Entre los factores físicos y termodinámicos principales que contribuyen al valor ∆G*, la barrera para una reacción se podría incluir: (1) la entropía (libertad de movimiento) de las moléculas en disolución, que reduce la posibilidad de que reaccionen entre ellas; (2) la capa de solvatación del agua unida por puentes de hidrógeno que rodea y ayuda a estabilizar muchas biomoleculas en disolución acuosa; (3)  la distorsión de los sustratos que han de tener lugar en muchas reacciones, (4) la necesidad de conseguir un alineamiento adecuado de los grupos funcionales catalíticos en el enzima. Se puede utilizar la energía de fijación para superar todas estas barreras.

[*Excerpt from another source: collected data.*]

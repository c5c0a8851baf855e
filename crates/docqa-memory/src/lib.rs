//! Document loading, chunking and the SQLite-backed vector index.

pub mod document;
pub mod error;
pub mod index;

pub use error::IndexError;
pub use index::{IndexDirectory, IndexMeta, RebuildGuard, RetrievedChunk, VectorIndex};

En primer lugar, una gran restricción en los movimientos relativos de los dos sustratos que han de reaccionar o reducción de entropía, es uno de los beneficios obvios de su fijación al enzima. La energía de fijación mantiene los sustratos en la orientación correcta para reaccionar, lo que es una contribución muy importante a la catálisis ya que las colisiones reductivas entre moléculas en disolución puede ser extremadamente raras. Los sustratos se pueden alinear sobre el enzima de forma precisa, generando un gran número de interacciones débiles entre ellos y grupos localizados de manera estratégica en el enzima, lo que mantienen las moléculas de sustrato en las posiciones adecuadas. Algunos estudios han demostrado que la restricción de un movimiento de dos elementos reactivos puede producir incrementos de velocidad de muchos órdenes de magnitud.

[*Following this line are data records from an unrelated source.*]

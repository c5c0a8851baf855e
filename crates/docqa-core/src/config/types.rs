use std::path::PathBuf;

use serde::{Deserialize, Serialize};

#[derive(Debug, Default, Deserialize, Serialize)]
pub struct Config {
    #[serde(default)]
    pub llm: LlmConfig,
    #[serde(default)]
    pub embedding: EmbeddingConfig,
    #[serde(default)]
    pub chunking: ChunkingConfig,
    #[serde(default)]
    pub retrieval: RetrievalConfig,
    #[serde(default)]
    pub session: SessionConfig,
    #[serde(default)]
    pub timeouts: TimeoutConfig,
}

fn default_base_url() -> String {
    "http://localhost:11434".into()
}

fn default_model() -> String {
    "llama3.2".into()
}

#[derive(Debug, Deserialize, Serialize)]
pub struct LlmConfig {
    #[serde(default = "default_base_url")]
    pub base_url: String,
    #[serde(default = "default_model")]
    pub model: String,
}

impl Default for LlmConfig {
    fn default() -> Self {
        Self {
            base_url: default_base_url(),
            model: default_model(),
        }
    }
}

/// Embedding backend selector.
#[derive(Debug, Clone, Copy, Default, PartialEq, Eq, Deserialize, Serialize)]
#[serde(rename_all = "lowercase")]
pub enum EmbeddingProviderKind {
    #[default]
    Ollama,
    Candle,
}

impl EmbeddingProviderKind {
    #[must_use]
    pub fn as_str(self) -> &'static str {
        match self {
            Self::Ollama => "ollama",
            Self::Candle => "candle",
        }
    }

    /// all-MiniLM-L12-v2 under each backend's naming.
    #[must_use]
    pub fn default_model(self) -> &'static str {
        match self {
            Self::Ollama => "all-minilm:33m",
            Self::Candle => "sentence-transformers/all-MiniLM-L12-v2",
        }
    }
}

impl std::fmt::Display for EmbeddingProviderKind {
    fn fmt(&self, f: &mut std::fmt::Formatter<'_>) -> std::fmt::Result {
        f.write_str(self.as_str())
    }
}

fn default_device() -> String {
    "cpu".into()
}

#[derive(Debug, Deserialize, Serialize)]
pub struct EmbeddingConfig {
    #[serde(default)]
    pub provider: EmbeddingProviderKind,
    /// Model name or Hugging Face repo id; the provider default when unset.
    #[serde(default, skip_serializing_if = "Option::is_none")]
    pub model: Option<String>,
    /// Compute device for the candle backend: `cpu`, `cuda` or `metal`.
    #[serde(default = "default_device")]
    pub device: String,
}

impl EmbeddingConfig {
    #[must_use]
    pub fn effective_model(&self) -> &str {
        self.model
            .as_deref()
            .unwrap_or_else(|| self.provider.default_model())
    }
}

impl Default for EmbeddingConfig {
    fn default() -> Self {
        Self {
            provider: EmbeddingProviderKind::default(),
            model: None,
            device: default_device(),
        }
    }
}

fn default_chunk_size() -> usize {
    500
}

fn default_chunk_overlap() -> usize {
    50
}

fn default_max_file_size() -> u64 {
    docqa_memory::document::DEFAULT_MAX_FILE_SIZE
}

#[derive(Debug, Deserialize, Serialize)]
pub struct ChunkingConfig {
    #[serde(default = "default_chunk_size")]
    pub chunk_size: usize,
    #[serde(default = "default_chunk_overlap")]
    pub chunk_overlap: usize,
    #[serde(default = "default_max_file_size")]
    pub max_file_size: u64,
}

impl Default for ChunkingConfig {
    fn default() -> Self {
        Self {
            chunk_size: default_chunk_size(),
            chunk_overlap: default_chunk_overlap(),
            max_file_size: default_max_file_size(),
        }
    }
}

fn default_top_k() -> usize {
    4
}

#[derive(Debug, Deserialize, Serialize)]
pub struct RetrievalConfig {
    #[serde(default = "default_top_k")]
    pub top_k: usize,
    #[serde(default, skip_serializing_if = "Option::is_none")]
    pub min_score: Option<f32>,
}

impl Default for RetrievalConfig {
    fn default() -> Self {
        Self {
            top_k: default_top_k(),
            min_score: None,
        }
    }
}

fn default_session_dir() -> PathBuf {
    PathBuf::from(".")
}

#[derive(Debug, Deserialize, Serialize)]
pub struct SessionConfig {
    #[serde(default = "default_session_dir")]
    pub dir: PathBuf,
}

impl Default for SessionConfig {
    fn default() -> Self {
        Self {
            dir: default_session_dir(),
        }
    }
}

fn default_llm_timeout() -> u64 {
    120
}

fn default_embedding_timeout() -> u64 {
    30
}

#[derive(Debug, Clone, Copy, Deserialize, Serialize)]
pub struct TimeoutConfig {
    #[serde(default = "default_llm_timeout")]
    pub llm_seconds: u64,
    #[serde(default = "default_embedding_timeout")]
    pub embedding_seconds: u64,
}

impl Default for TimeoutConfig {
    fn default() -> Self {
        Self {
            llm_seconds: default_llm_timeout(),
            embedding_seconds: default_embedding_timeout(),
        }
    }
}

El segundo lugar, la formación de enlaces débiles entre enzima y sustrato también da lugar a la de solvatación del sustrato. Interacciones enzima-sustrato remplaza la mayoría de, o todos, los enlaces de hidrógeno que pueden existir en disolución entre el sustrato y el agua. En tercer lugar, la energía de fijación correspondiente a las interacciones débiles formadas únicamente en el estado de transición de la reacción ayuda a compensar determinadamente cualquier distorsión, principalmente en formas de distribución electrónica, que debe experimentar el sustrato para reaccionar. Finalmente, el propio enzima puede experimentar un cambio en la conformación cuando se fija el sustrato, también inducido por múltiples interacciones débiles con el sustrato. Esta situación se conoce como encaje inducido, un mecanismo postulado por Daniel Koshland en 1958. 

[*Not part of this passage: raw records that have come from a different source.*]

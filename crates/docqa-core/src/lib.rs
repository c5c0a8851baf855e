//! Session state machine, configuration, upload handling and answering.

pub mod channel;
pub mod commands;
pub mod config;
pub mod error;
pub mod prompt;
pub mod runner;
pub mod session;
pub mod upload;

pub use channel::{Channel, ChannelError, ChannelMessage};
pub use commands::Command;
pub use config::Config;
pub use error::SessionError;
pub use runner::Runner;
pub use session::{Answer, DocumentInfo, Session, SessionSettings, SessionState, SessionStatus};
pub use upload::UploadedFile;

Los movimientos pueden afectar a una pequeña zona del enzima cerca del sitio activo o aplicar cambios en la posición de dominios enteros. Normalmente se genera una red de movimientos acoplados en todo el enzima que da lugar a los cambios necesarios en el sitio activo. El encaje inducido puede servir para disponer grupos funcionales específicos del enzima en la orientación agrupada para catalizar la reacción. El cambio de conformación también permite la formación de interacciones débiles adicionales en el estado de transición. En cualquier caso, la nueva conformación del enzima ha incrementado sus propiedades catalíticas. El encaje inducido es una característica usual en la unión reversible de los ligandos a las proteínas. El encaje inducido también es importante en la interacción de casi todos los enzimas con sus sustratos.